Count the lines in the records below that contain the word "EngineError", and give that figure alone.

======

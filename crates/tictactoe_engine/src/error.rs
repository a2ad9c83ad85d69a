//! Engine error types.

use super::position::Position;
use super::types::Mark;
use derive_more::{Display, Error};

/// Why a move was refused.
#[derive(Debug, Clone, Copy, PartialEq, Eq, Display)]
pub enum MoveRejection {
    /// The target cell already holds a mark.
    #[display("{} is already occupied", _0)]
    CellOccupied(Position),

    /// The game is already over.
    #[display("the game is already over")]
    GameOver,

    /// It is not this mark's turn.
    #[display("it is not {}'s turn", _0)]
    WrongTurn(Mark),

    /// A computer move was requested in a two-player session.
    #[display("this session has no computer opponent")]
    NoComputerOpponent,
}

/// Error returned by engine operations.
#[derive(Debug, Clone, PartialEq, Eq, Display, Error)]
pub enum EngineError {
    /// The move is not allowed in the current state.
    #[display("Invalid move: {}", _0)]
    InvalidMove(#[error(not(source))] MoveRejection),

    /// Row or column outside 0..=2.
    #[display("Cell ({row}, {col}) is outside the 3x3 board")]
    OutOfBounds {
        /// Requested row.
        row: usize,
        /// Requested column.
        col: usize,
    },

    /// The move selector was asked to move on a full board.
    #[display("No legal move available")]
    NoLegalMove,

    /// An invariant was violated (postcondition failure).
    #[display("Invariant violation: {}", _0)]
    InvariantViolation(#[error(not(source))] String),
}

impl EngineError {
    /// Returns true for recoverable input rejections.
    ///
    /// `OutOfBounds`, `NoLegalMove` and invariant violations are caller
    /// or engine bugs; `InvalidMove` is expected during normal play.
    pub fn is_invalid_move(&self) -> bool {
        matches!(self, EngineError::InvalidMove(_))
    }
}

======

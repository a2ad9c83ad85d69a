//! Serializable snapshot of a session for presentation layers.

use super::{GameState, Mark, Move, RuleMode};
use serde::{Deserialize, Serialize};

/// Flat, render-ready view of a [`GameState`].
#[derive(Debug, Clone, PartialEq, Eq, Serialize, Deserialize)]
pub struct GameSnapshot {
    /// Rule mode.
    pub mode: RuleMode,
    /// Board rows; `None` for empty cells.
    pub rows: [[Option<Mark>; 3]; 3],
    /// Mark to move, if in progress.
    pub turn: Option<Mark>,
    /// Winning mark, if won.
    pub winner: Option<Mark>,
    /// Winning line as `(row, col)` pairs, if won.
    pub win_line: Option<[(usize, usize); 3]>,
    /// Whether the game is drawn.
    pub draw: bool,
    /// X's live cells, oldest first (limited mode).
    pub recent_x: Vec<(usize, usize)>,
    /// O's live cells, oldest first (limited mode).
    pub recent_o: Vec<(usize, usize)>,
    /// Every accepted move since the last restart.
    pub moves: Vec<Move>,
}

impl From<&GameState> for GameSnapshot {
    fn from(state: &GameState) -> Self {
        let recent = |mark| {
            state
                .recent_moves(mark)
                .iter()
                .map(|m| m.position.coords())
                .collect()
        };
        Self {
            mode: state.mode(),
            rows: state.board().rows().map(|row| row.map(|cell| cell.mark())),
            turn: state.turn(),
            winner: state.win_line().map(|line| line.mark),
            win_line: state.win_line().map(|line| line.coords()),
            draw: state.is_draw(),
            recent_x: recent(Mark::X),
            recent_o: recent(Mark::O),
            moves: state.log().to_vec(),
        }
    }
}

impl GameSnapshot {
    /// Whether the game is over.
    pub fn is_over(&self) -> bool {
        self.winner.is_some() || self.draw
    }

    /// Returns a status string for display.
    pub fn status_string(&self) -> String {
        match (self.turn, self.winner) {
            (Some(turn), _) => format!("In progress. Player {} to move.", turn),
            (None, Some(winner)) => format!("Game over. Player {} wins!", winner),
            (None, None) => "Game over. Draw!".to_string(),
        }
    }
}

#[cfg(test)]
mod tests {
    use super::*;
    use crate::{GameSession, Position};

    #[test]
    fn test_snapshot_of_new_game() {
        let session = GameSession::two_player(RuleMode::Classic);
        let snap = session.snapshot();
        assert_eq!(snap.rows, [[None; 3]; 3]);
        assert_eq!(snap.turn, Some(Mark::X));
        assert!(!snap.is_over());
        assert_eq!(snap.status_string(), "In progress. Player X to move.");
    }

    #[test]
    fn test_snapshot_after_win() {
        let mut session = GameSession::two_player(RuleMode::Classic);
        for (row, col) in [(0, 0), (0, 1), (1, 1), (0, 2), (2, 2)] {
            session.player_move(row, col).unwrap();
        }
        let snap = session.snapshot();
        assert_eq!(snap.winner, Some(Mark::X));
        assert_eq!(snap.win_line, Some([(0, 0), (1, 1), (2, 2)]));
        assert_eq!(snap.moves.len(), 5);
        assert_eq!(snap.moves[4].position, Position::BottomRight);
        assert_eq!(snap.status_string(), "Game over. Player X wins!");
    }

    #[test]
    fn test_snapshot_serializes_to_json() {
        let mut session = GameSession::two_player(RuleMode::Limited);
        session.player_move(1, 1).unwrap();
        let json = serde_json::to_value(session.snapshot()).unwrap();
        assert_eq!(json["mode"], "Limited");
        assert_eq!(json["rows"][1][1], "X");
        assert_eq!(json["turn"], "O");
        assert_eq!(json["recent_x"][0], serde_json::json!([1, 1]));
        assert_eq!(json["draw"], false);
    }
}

======

### Output of the task
3